During the two-day exercise, which took place in November, government officials and utility executives worked together to respond to simulated “cyber and physical attacks” against control systems and generation and transmission facilities “that caused widespread and prolonged power outages,” the report notes.
Energy industry officials have long urged the U.S. government to expedite the clearance process for private sector operators. Last year, American Gas Association CEO Dave McCurdy told lawmakers that his industry was in pressing need of actionable cyberthreat information.
This fourth iteration of the biennial “GridEx” exercise convened a record 6,500 people from 450 organizations, including electricity transmission authorities and academics. As hackers have grown bolder in attacking the industrial control systems (ICS) that underpin the grid in places like Ukraine, observers credit GridEx with sharpening the North American grid’s defenses.
“GridEx does a great job in finding new areas to explore and focus on rather than a rinse-and-repeat sort of mentality,” Ben Miller, director of threat operations for ICS security firm Dragos, told CyberScoop.
The most recent GridEx included new pre-exercise training, dubbed Move 0, that focused on the reconnaissance hackers carry out before an attack. “Attacks don’t occur in minutes but instead weeks or months and Move 0 helped illustrate this to the attendees,” Miller said.
Such reconnaissance techniques have been on display in an ongoing hacking campaign targeting the U.S. energy sector that the Department of Homeland Security has attributed to Russian government actors. DHS warned last month that the hackers had used spear-phishing and watering-hole attacks to collect information on ICS.

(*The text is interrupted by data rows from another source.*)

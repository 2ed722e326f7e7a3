use crate::error::RpcError;
use crate::rpc::{ProxyIdentifier, RemoteProxy, RpcProxy, RpcTarget};
use async_trait::async_trait;
use serde::de::DeserializeOwned;
use serde::{Deserialize, Serialize};
use serde_json::{json, Value};
use std::sync::Arc;
use tokio_util::sync::CancellationToken;

pub const PLUGIN_MANAGER: ProxyIdentifier<PluginManagerProxy> =
    ProxyIdentifier::new("PluginManager");

pub const BUILTIN_ACTIVATION_EVENTS: &[&str] = &[
    "*",
    "onLanguage",
    "onCommand",
    "onDebug",
    "onDebugInitialConfigurations",
    "onDebugResolve",
    "onDebugAdapterProtocolTracker",
    "onDebugDynamicConfigurations",
    "onTaskType",
    "workspaceContains",
    "onView",
    "onUri",
    "onTerminalProfile",
    "onWebviewPanel",
    "onFileSystem",
    "onCustomEditor",
    "onStartupFinished",
    "onAuthenticationRequest",
    "onNotebook",
    "onNotebookSerializer",
];

/// Builtin events followed by `additional`, trimmed and without duplicates.
pub fn supported_activation_events(additional: &[String]) -> Vec<String> {
    let mut events = BUILTIN_ACTIVATION_EVENTS
        .iter()
        .map(|event| event.to_string())
        .collect::<Vec<_>>();
    for event in additional {
        let event = event.trim();
        if !event.is_empty() && !events.iter().any(|existing| existing == event) {
            events.push(event.to_string());
        }
    }
    events
}

#[derive(Clone, Debug, Default, Serialize, Deserialize, PartialEq, Eq)]
pub struct BootstrapData {
    pub host_id: String,
    #[serde(default)]
    pub supported_activation_events: Vec<String>,
    #[serde(default)]
    pub storage_path: Option<String>,
}

/// Remote capability that initializes a host and activates plugins by event.
#[async_trait]
pub trait PluginManager: Send + Sync {
    async fn init(&self, data: BootstrapData) -> Result<bool, RpcError>;
    async fn activate_by_event(&self, event: &str) -> Result<(), RpcError>;
    async fn update_storage_path(&self, path: Option<String>) -> Result<(), RpcError>;
}

const METHOD_INIT: &str = "init";
const METHOD_ACTIVATE_BY_EVENT: &str = "activateByEvent";
const METHOD_UPDATE_STORAGE_PATH: &str = "updateStoragePath";

pub struct PluginManagerProxy {
    proxy: RpcProxy,
}

impl RemoteProxy for PluginManagerProxy {
    fn from_proxy(proxy: RpcProxy) -> Self {
        Self { proxy }
    }
}

fn to_arg(method: &str, value: impl Serialize) -> Result<Value, RpcError> {
    serde_json::to_value(value).map_err(|err| RpcError::invalid_arguments(method, err))
}

fn from_result<T: DeserializeOwned>(method: &str, value: Value) -> Result<T, RpcError> {
    serde_json::from_value(value)
        .map_err(|err| RpcError::Codec(format!("decode result of {method}: {err}")))
}

#[async_trait]
impl PluginManager for PluginManagerProxy {
    async fn init(&self, data: BootstrapData) -> Result<bool, RpcError> {
        let args = vec![to_arg(METHOD_INIT, data)?];
        let result = self.proxy.call(METHOD_INIT, args).await?;
        from_result(METHOD_INIT, result)
    }

    async fn activate_by_event(&self, event: &str) -> Result<(), RpcError> {
        self.proxy
            .call(METHOD_ACTIVATE_BY_EVENT, vec![json!(event)])
            .await?;
        Ok(())
    }

    async fn update_storage_path(&self, path: Option<String>) -> Result<(), RpcError> {
        self.proxy
            .call(METHOD_UPDATE_STORAGE_PATH, vec![json!(path)])
            .await?;
        Ok(())
    }
}

/// Serves a local [`PluginManager`] under [`PLUGIN_MANAGER`].
pub struct PluginManagerTarget<M: ?Sized> {
    manager: Arc<M>,
}

impl<M: PluginManager + ?Sized + 'static> PluginManagerTarget<M> {
    pub fn new(manager: Arc<M>) -> Self {
        Self { manager }
    }
}

fn take_arg<T: DeserializeOwned>(method: &str, args: &mut Vec<Value>, index: usize) -> Result<T, RpcError> {
    let value = if index < args.len() {
        std::mem::take(&mut args[index])
    } else {
        Value::Null
    };
    serde_json::from_value(value).map_err(|err| RpcError::invalid_arguments(method, err))
}

#[async_trait]
impl<M: PluginManager + ?Sized + 'static> RpcTarget for PluginManagerTarget<M> {
    async fn invoke(
        &self,
        method: &str,
        mut args: Vec<Value>,
        _cancel: CancellationToken,
    ) -> Result<Value, RpcError> {
        match method {
            METHOD_INIT => {
                let data: BootstrapData = take_arg(method, &mut args, 0)?;
                let accepted = self.manager.init(data).await?;
                Ok(json!(accepted))
            }
            METHOD_ACTIVATE_BY_EVENT => {
                let event: String = take_arg(method, &mut args, 0)?;
                self.manager.activate_by_event(&event).await?;
                Ok(Value::Null)
            }
            METHOD_UPDATE_STORAGE_PATH => {
                let path: Option<String> = take_arg(method, &mut args, 0)?;
                self.manager.update_storage_path(path).await?;
                Ok(Value::Null)
            }
            other => Err(RpcError::UnknownMethod(other.to_string())),
        }
    }
}

#[cfg(test)]
mod tests {
    use super::*;
    use crate::channel::LoopbackChannel;
    use crate::rpc::RpcProtocol;
    use parking_lot::Mutex;

    #[derive(Default)]
    struct RecordingManager {
        calls: Mutex<Vec<String>>,
    }

    #[async_trait]
    impl PluginManager for RecordingManager {
        async fn init(&self, data: BootstrapData) -> Result<bool, RpcError> {
            self.calls.lock().push(format!("init:{}", data.host_id));
            Ok(true)
        }

        async fn activate_by_event(&self, event: &str) -> Result<(), RpcError> {
            if event == "onCommand:broken" {
                return Err(RpcError::remote("plugin threw during activate"));
            }
            self.calls.lock().push(format!("activate:{event}"));
            Ok(())
        }

        async fn update_storage_path(&self, path: Option<String>) -> Result<(), RpcError> {
            self.calls
                .lock()
                .push(format!("storage:{}", path.unwrap_or_default()));
            Ok(())
        }
    }

    #[test]
    fn supported_events_append_additional_once() {
        let events = supported_activation_events(&[
            " onAuthenticationRequest ".to_string(),
            "onIssueReporterOpened".to_string(),
            String::new(),
        ]);
        assert_eq!(events.len(), BUILTIN_ACTIVATION_EVENTS.len() + 1);
        assert_eq!(events.last().map(String::as_str), Some("onIssueReporterOpened"));
    }

    #[tokio::test]
    async fn proxy_round_trips_through_target() {
        let (owner_channel, host_channel) = LoopbackChannel::pair();
        let owner = RpcProtocol::new(owner_channel);
        let host = RpcProtocol::new(host_channel);
        let manager = Arc::new(RecordingManager::default());
        host.set_local(PLUGIN_MANAGER, Arc::new(PluginManagerTarget::new(manager.clone())));

        let proxy = owner.get_proxy(PLUGIN_MANAGER);
        let accepted = proxy
            .init(BootstrapData {
                host_id: "main".to_string(),
                ..BootstrapData::default()
            })
            .await
            .expect("init");
        assert!(accepted);
        proxy
            .activate_by_event("onLanguage:json")
            .await
            .expect("activate");
        proxy
            .update_storage_path(Some("/tmp/state".to_string()))
            .await
            .expect("storage path");

        let err = proxy
            .activate_by_event("onCommand:broken")
            .await
            .expect_err("activation error");
        assert!(err.to_string().contains("plugin threw during activate"));

        assert_eq!(
            *manager.calls.lock(),
            vec![
                "init:main".to_string(),
                "activate:onLanguage:json".to_string(),
                "storage:/tmp/state".to_string(),
            ]
        );
    }

    #[tokio::test]
    async fn malformed_arguments_are_rejected() {
        let target = PluginManagerTarget::new(Arc::new(RecordingManager::default()));
        let err = target
            .invoke(METHOD_ACTIVATE_BY_EVENT, vec![json!(42)], CancellationToken::new())
            .await
            .expect_err("bad args");
        assert!(matches!(err, RpcError::InvalidArguments { .. }));
    }
}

The NERC report on GridEx found other areas for improvement. Twenty-two percent of participants said the exercise didn’t effectively test utilities’ communication plans with groups like law enforcement and state officials – a crucial point of contact in the event of serious hacking incident. In the 2015 cyberattack of the Ukrainian power grid, hackers cut power for at least 225,000 customers but also hit the power company’s customer call center, hampering the recovery process.

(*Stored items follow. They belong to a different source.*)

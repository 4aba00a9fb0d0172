//! Enemy behavior for BASTION.
//!
//! Pure functions over the enemy components: path stepping, status-effect
//! timers, damage mitigation, and the tower-attack decision cycle. No ECS
//! dependency; the simulation systems call these per entity.

pub mod assault;
pub mod damage;
pub mod movement;
pub mod status;

pub use bastion_core as core;

#[cfg(test)]
mod tests;
//! Game state snapshot: the complete visible state handed out after each tick.

use serde::{Deserialize, Serialize};

use crate::enums::*;
use crate::events::GameEvent;
use crate::types::{CellCoord, EnemyHandle, Position, SimTime, TowerHandle};

/// Complete game state after a tick.
#[derive(Debug, Clone, Default, Serialize, Deserialize)]
pub struct GameStateSnapshot {
    pub time: SimTime,
    pub phase: GamePhase,
    pub scenario: Option<ScenarioId>,
    pub time_scale: f64,
    pub wave: WaveView,
    pub enemies: Vec<EnemyView>,
    pub towers: Vec<TowerView>,
    pub projectiles: Vec<ProjectileView>,
    pub currency: u32,
    pub lives: u32,
    pub score: u32,
    /// Events emitted during this tick, in emission order.
    pub events: Vec<GameEvent>,
}

/// Wave scheduler status.
#[derive(Debug, Clone, Default, Serialize, Deserialize)]
pub struct WaveView {
    pub phase: WavePhase,
    /// 1-based number of the current wave, 0 before the first.
    pub current_wave: u32,
    pub total_waves: u32,
    pub enemies_remaining: u32,
    pub spawning: bool,
    /// Seconds until the next wave while counting down.
    pub countdown_secs: f64,
}

#[derive(Debug, Clone, Serialize, Deserialize)]
pub struct EnemyView {
    pub handle: EnemyHandle,
    pub kind: EnemyKind,
    pub phase: EnemyPhase,
    pub position: Position,
    pub health: u32,
    pub max_health: u32,
    /// Effective speed this tick.
    pub speed: f64,
    pub slowed: bool,
}

#[derive(Debug, Clone, Serialize, Deserialize)]
pub struct TowerView {
    pub handle: TowerHandle,
    pub kind: TowerKind,
    pub phase: TowerPhase,
    pub cell: CellCoord,
    pub position: Position,
    pub target: Option<EnemyHandle>,
    pub health: u32,
    pub max_health: u32,
    pub stun_remaining_secs: f64,
    /// Facing angle in the ground plane (radians, 0 = +x).
    pub facing: f64,
}

#[derive(Debug, Clone, Serialize, Deserialize)]
pub struct ProjectileView {
    pub position: Position,
    pub target: EnemyHandle,
}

The NERC report also floated the possibility of the electric industry’s cyber-threat sharing hub, known as E-ISAC, adding a “common operating picture” to give utilities a clearer view of overall grid security.
Energy officials in Europe and elsewhere also are increasingly carrying out more complex cyber exercises to try to keep pace with hacking operations. Last October, Swedish nuclear plant employees drilled for a range of attacks, including one based on the 2015 hack of the Ukrainian grid. It was the most technically sophisticated exercise in which the UN’s nuclear watchdog has participated.